Exercise objective:
Output the data in full. Keep every entry exactly as written.

Record extracts:

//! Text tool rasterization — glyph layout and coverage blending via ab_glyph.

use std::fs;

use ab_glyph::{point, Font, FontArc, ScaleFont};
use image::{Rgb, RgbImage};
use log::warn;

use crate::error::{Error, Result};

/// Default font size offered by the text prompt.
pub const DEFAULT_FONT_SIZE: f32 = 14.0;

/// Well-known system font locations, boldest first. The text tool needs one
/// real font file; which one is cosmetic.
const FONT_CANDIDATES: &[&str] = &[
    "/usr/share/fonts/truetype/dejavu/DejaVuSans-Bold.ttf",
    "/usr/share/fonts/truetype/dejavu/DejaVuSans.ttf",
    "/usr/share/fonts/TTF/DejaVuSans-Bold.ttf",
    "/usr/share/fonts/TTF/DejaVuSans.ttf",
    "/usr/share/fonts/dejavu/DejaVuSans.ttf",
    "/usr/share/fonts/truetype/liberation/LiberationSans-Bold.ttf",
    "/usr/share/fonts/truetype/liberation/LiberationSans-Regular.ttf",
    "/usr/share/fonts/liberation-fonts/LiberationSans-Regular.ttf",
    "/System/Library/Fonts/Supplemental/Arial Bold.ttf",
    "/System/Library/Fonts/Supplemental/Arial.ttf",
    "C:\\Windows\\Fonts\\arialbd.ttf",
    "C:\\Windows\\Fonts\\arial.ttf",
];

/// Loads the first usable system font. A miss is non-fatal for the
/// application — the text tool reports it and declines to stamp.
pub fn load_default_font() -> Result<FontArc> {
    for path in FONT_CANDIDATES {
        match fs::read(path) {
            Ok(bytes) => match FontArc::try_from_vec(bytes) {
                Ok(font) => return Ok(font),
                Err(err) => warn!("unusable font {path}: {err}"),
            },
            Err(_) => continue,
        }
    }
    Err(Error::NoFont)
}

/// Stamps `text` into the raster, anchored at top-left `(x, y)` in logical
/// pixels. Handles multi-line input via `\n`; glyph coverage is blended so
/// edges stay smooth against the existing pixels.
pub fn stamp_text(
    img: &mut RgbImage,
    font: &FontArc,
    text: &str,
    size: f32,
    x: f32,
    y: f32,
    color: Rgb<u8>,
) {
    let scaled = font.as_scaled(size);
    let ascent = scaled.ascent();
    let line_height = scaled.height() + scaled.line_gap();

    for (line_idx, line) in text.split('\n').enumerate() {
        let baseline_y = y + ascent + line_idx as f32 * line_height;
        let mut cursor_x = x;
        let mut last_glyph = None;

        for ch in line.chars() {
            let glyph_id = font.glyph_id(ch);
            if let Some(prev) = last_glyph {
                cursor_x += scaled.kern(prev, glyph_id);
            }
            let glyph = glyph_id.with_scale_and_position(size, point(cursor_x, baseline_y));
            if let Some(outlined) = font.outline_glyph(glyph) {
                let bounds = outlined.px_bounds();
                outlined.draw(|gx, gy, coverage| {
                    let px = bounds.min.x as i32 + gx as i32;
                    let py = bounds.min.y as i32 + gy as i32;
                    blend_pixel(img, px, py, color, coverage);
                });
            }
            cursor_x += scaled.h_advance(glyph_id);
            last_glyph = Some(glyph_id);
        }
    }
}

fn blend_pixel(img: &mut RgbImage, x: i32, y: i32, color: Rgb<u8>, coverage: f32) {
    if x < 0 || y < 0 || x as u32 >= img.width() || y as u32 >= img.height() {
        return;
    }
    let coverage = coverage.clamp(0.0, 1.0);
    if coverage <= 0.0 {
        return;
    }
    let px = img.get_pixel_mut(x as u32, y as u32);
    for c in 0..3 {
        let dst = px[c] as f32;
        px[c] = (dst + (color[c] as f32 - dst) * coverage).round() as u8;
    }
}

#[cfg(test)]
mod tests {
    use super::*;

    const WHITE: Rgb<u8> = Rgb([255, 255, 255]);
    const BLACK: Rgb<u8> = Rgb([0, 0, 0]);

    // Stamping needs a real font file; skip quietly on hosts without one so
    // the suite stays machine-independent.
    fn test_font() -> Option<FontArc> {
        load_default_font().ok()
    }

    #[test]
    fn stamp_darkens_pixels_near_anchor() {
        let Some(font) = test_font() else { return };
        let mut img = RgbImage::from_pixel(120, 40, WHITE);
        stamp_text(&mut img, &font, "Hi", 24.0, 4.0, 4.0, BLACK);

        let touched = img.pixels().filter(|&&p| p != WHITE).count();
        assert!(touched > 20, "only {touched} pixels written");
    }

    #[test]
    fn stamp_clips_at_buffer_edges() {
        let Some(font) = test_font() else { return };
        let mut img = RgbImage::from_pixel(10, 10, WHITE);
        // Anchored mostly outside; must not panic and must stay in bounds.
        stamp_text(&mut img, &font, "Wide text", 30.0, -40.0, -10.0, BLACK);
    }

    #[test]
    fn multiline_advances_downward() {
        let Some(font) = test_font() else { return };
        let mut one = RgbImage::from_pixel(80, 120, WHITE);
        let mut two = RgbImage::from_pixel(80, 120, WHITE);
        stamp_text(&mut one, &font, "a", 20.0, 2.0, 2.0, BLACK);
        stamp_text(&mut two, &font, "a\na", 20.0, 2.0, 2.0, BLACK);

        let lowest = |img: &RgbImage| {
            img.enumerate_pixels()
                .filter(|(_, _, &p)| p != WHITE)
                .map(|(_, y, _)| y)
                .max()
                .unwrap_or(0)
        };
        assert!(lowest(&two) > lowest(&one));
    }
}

Solution for this problem:
//! Text tool rasterization — glyph layout and coverage blending via ab_glyph.

use std::fs;

use ab_glyph::{point, Font, FontArc, ScaleFont};
use image::{Rgb, RgbImage};
use log::warn;

use crate::error::{Error, Result};

/// Default font size offered by the text prompt.
pub const DEFAULT_FONT_SIZE: f32 = 14.0;

/// Well-known system font locations, boldest first. The text tool needs one
/// real font file; which one is cosmetic.
const FONT_CANDIDATES: &[&str] = &[
    "/usr/share/fonts/truetype/dejavu/DejaVuSans-Bold.ttf",
    "/usr/share/fonts/truetype/dejavu/DejaVuSans.ttf",
    "/usr/share/fonts/TTF/DejaVuSans-Bold.ttf",
    "/usr/share/fonts/TTF/DejaVuSans.ttf",
    "/usr/share/fonts/dejavu/DejaVuSans.ttf",
    "/usr/share/fonts/truetype/liberation/LiberationSans-Bold.ttf",
    "/usr/share/fonts/truetype/liberation/LiberationSans-Regular.ttf",
    "/usr/share/fonts/liberation-fonts/LiberationSans-Regular.ttf",
    "/System/Library/Fonts/Supplemental/Arial Bold.ttf",
    "/System/Library/Fonts/Supplemental/Arial.ttf",
    "C:\\Windows\\Fonts\\arialbd.ttf",
    "C:\\Windows\\Fonts\\arial.ttf",
];

/// Loads the first usable system font. A miss is non-fatal for the
/// application — the text tool reports it and declines to stamp.
pub fn load_default_font() -> Result<FontArc> {
    for path in FONT_CANDIDATES {
        match fs::read(path) {
            Ok(bytes) => match FontArc::try_from_vec(bytes) {
                Ok(font) => return Ok(font),
                Err(err) => warn!("unusable font {path}: {err}"),
            },
            Err(_) => continue,
        }
    }
    Err(Error::NoFont)
}

/// Stamps `text` into the raster, anchored at top-left `(x, y)` in logical
/// pixels. Handles multi-line input via `\n`; glyph coverage is blended so
/// edges stay smooth against the existing pixels.
pub fn stamp_text(
    img: &mut RgbImage,
    font: &FontArc,
    text: &str,
    size: f32,
    x: f32,
    y: f32,
    color: Rgb<u8>,
) {
    let scaled = font.as_scaled(size);
    let ascent = scaled.ascent();
    let line_height = scaled.height() + scaled.line_gap();

    for (line_idx, line) in text.split('\n').enumerate() {
        let baseline_y = y + ascent + line_idx as f32 * line_height;
        let mut cursor_x = x;
        let mut last_glyph = None;

        for ch in line.chars() {
            let glyph_id = font.glyph_id(ch);
            if let Some(prev) = last_glyph {
                cursor_x += scaled.kern(prev, glyph_id);
            }
            let glyph = glyph_id.with_scale_and_position(size, point(cursor_x, baseline_y));
            if let Some(outlined) = font.outline_glyph(glyph) {
                let bounds = outlined.px_bounds();
                outlined.draw(|gx, gy, coverage| {
                    let px = bounds.min.x as i32 + gx as i32;
                    let py = bounds.min.y as i32 + gy as i32;
                    blend_pixel(img, px, py, color, coverage);
                });
            }
            cursor_x += scaled.h_advance(glyph_id);
            last_glyph = Some(glyph_id);
        }
    }
}

fn blend_pixel(img: &mut RgbImage, x: i32, y: i32, color: Rgb<u8>, coverage: f32) {
    if x < 0 || y < 0 || x as u32 >= img.width() || y as u32 >= img.height() {
        return;
    }
    let coverage = coverage.clamp(0.0, 1.0);
    if coverage <= 0.0 {
        return;
    }
    let px = img.get_pixel_mut(x as u32, y as u32);
    for c in 0..3 {
        let dst = px[c] as f32;
        px[c] = (dst + (color[c] as f32 - dst) * coverage).round() as u8;
    }
}

#[cfg(test)]
mod tests {
    use super::*;

    const WHITE: Rgb<u8> = Rgb([255, 255, 255]);
    const BLACK: Rgb<u8> = Rgb([0, 0, 0]);

    // Stamping needs a real font file; skip quietly on hosts without one so
    // the suite stays machine-independent.
    fn test_font() -> Option<FontArc> {
        load_default_font().ok()
    }

    #[test]
    fn stamp_darkens_pixels_near_anchor() {
        let Some(font) = test_font() else { return };
        let mut img = RgbImage::from_pixel(120, 40, WHITE);
        stamp_text(&mut img, &font, "Hi", 24.0, 4.0, 4.0, BLACK);

        let touched = img.pixels().filter(|&&p| p != WHITE).count();
        assert!(touched > 20, "only {touched} pixels written");
    }

    #[test]
    fn stamp_clips_at_buffer_edges() {
        let Some(font) = test_font() else { return };
        let mut img = RgbImage::from_pixel(10, 10, WHITE);
        // Anchored mostly outside; must not panic and must stay in bounds.
        stamp_text(&mut img, &font, "Wide text", 30.0, -40.0, -10.0, BLACK);
    }

    #[test]
    fn multiline_advances_downward() {
        let Some(font) = test_font() else { return };
        let mut one = RgbImage::from_pixel(80, 120, WHITE);
        let mut two = RgbImage::from_pixel(80, 120, WHITE);
        stamp_text(&mut one, &font, "a", 20.0, 2.0, 2.0, BLACK);
        stamp_text(&mut two, &font, "a\na", 20.0, 2.0, 2.0, BLACK);

        let lowest = |img: &RgbImage| {
            img.enumerate_pixels()
                .filter(|(_, _, &p)| p != WHITE)
                .map(|(_, y, _)| y)
                .max()
                .unwrap_or(0)
        };
        assert!(lowest(&two) > lowest(&one));
    }
}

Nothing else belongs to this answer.